*** Block opens ***

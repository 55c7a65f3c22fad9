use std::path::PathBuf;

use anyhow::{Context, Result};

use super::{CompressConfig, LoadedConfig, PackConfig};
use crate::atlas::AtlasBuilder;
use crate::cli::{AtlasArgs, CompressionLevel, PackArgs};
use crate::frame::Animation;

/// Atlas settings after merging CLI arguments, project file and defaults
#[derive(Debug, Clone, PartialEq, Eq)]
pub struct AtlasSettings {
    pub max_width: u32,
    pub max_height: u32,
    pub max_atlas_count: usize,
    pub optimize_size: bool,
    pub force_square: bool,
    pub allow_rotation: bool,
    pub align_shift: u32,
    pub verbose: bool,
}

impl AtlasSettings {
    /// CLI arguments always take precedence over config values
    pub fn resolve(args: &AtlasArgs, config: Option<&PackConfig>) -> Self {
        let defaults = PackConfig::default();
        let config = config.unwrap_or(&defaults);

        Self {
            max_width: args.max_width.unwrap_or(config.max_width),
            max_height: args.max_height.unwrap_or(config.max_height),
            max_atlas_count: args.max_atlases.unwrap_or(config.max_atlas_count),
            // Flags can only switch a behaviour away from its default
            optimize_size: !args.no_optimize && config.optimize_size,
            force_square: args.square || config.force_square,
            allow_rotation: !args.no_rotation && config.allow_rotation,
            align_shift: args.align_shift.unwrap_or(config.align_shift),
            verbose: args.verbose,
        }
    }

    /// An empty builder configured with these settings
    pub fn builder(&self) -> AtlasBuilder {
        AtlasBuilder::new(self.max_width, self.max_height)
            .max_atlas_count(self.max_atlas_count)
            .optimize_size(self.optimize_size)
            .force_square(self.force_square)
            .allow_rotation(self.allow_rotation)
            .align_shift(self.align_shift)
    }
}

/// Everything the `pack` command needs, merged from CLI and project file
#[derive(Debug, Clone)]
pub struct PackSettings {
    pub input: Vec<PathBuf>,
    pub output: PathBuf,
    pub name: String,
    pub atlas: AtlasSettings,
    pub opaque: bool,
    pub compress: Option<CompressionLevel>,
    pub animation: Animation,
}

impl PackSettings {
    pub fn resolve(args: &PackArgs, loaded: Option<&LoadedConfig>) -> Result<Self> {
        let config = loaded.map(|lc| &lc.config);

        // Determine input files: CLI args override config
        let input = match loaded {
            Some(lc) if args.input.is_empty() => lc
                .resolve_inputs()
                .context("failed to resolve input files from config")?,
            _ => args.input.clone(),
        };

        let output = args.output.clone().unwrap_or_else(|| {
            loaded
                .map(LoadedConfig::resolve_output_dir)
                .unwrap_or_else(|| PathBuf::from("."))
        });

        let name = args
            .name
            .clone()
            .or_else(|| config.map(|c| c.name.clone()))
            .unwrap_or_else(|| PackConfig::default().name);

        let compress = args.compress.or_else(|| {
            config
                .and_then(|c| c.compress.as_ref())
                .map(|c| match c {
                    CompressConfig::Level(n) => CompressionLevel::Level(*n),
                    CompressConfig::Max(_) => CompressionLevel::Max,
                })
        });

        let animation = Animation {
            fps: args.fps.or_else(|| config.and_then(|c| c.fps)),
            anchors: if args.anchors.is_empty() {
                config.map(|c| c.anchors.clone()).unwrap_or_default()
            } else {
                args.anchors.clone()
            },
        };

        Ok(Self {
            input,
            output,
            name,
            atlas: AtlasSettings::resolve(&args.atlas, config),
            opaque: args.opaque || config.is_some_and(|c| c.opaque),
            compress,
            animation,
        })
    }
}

*** Block closes ***

▶ _Problem details_
Would you please return every line in the listing where "AtlasArgs" shows up?

▶ _Your response_
use crate::cli::{AtlasArgs, CompressionLevel, PackArgs};
    pub fn resolve(args: &AtlasArgs, config: Option<&PackConfig>) -> Self {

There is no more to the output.